→ **Instructions for the task**: This exercise calls for every line of the data below with the string "PartialEq" in it.

----- Supplied information

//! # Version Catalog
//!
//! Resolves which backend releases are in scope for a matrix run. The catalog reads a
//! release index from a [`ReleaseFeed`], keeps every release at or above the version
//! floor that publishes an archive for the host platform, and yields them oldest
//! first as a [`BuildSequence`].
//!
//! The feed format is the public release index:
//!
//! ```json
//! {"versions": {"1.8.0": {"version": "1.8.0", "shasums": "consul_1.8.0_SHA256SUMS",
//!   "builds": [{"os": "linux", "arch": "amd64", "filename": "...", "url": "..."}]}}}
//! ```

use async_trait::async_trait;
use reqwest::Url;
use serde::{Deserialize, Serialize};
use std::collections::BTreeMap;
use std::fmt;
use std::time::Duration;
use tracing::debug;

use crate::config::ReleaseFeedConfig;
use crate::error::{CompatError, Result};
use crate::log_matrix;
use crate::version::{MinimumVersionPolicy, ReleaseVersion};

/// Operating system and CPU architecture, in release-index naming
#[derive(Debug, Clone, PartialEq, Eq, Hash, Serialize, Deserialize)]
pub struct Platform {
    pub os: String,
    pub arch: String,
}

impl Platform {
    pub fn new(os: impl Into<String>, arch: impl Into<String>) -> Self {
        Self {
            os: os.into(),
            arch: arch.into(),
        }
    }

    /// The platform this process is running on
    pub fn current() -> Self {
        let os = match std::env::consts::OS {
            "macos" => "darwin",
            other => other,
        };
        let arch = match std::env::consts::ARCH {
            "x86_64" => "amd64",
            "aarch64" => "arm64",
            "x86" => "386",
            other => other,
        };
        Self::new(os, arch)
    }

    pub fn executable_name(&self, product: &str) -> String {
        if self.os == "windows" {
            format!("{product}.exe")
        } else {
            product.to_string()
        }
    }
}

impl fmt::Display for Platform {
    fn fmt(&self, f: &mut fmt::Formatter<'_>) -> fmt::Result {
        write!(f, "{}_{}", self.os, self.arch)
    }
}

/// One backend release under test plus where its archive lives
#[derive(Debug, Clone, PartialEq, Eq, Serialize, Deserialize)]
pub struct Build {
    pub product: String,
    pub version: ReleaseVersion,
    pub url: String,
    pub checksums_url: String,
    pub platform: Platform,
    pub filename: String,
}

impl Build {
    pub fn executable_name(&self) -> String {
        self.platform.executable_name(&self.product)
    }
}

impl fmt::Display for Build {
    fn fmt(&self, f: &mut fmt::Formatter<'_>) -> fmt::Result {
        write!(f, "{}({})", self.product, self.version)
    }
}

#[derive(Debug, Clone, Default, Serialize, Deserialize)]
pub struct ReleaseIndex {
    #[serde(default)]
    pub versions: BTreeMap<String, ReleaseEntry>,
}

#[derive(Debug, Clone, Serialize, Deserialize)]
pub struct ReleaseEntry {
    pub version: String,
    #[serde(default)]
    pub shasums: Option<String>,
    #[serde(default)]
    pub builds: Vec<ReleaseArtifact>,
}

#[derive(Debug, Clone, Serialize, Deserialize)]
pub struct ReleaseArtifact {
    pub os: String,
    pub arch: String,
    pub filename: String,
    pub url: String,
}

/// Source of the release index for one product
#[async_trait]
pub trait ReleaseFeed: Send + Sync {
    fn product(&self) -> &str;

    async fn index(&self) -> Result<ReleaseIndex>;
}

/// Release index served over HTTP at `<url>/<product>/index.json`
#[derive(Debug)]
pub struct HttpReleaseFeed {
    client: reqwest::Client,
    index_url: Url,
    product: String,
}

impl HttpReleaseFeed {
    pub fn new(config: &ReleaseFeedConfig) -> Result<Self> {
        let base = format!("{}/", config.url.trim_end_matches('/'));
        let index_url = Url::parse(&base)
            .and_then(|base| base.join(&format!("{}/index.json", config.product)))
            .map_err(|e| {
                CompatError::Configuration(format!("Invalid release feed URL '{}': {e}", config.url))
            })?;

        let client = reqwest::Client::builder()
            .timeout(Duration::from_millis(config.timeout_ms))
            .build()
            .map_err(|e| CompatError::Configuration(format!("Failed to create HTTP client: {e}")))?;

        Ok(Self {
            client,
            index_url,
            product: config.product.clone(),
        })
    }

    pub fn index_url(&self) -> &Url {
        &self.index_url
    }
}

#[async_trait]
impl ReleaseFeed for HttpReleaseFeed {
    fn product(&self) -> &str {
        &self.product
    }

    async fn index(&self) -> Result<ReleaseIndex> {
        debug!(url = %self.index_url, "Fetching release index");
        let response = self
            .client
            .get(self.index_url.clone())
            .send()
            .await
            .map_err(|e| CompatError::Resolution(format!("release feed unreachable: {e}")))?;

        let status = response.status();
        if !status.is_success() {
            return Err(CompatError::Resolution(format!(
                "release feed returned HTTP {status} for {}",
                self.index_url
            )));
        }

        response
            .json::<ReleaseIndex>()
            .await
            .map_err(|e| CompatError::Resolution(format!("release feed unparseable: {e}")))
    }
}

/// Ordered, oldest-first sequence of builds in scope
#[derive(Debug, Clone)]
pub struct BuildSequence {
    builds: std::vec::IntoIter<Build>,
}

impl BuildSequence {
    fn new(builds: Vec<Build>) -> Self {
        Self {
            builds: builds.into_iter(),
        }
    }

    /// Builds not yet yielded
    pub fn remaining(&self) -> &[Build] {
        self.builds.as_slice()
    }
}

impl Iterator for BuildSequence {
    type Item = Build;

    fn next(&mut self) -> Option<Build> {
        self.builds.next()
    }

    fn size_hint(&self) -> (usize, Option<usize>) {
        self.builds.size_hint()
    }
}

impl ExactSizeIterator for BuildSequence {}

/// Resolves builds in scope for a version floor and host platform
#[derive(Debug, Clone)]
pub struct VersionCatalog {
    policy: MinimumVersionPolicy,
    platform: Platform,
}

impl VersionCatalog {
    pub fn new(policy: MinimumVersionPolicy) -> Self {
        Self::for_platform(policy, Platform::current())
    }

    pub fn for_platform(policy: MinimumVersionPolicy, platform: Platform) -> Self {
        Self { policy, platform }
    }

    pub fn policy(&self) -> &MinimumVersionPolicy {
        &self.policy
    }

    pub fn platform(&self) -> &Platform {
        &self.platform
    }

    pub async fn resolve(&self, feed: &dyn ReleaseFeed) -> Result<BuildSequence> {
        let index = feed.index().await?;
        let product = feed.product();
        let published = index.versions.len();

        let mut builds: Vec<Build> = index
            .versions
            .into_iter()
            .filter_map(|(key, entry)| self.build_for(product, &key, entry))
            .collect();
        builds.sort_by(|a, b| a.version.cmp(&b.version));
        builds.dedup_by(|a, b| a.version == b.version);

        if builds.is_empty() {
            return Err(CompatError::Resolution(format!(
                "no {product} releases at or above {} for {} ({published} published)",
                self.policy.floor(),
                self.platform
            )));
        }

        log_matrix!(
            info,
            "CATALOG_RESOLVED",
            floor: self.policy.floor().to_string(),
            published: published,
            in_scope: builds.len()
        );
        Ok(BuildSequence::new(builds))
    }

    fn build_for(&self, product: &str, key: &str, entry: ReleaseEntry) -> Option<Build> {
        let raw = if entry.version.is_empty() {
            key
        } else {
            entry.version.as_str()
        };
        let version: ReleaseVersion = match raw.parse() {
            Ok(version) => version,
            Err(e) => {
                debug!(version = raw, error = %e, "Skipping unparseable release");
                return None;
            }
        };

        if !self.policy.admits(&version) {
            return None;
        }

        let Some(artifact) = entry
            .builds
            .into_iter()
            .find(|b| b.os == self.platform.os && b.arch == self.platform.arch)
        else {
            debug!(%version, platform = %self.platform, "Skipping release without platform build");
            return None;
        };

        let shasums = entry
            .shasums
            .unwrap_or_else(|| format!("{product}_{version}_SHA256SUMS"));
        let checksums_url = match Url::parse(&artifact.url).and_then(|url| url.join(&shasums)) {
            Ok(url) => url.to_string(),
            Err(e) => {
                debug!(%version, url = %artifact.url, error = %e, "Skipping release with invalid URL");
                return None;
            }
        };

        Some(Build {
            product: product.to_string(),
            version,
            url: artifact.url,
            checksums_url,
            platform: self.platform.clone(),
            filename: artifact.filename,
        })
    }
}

----------

→ **Completed exercise**:
#[derive(Debug, Clone, PartialEq, Eq, Hash, Serialize, Deserialize)]
#[derive(Debug, Clone, PartialEq, Eq, Serialize, Deserialize)]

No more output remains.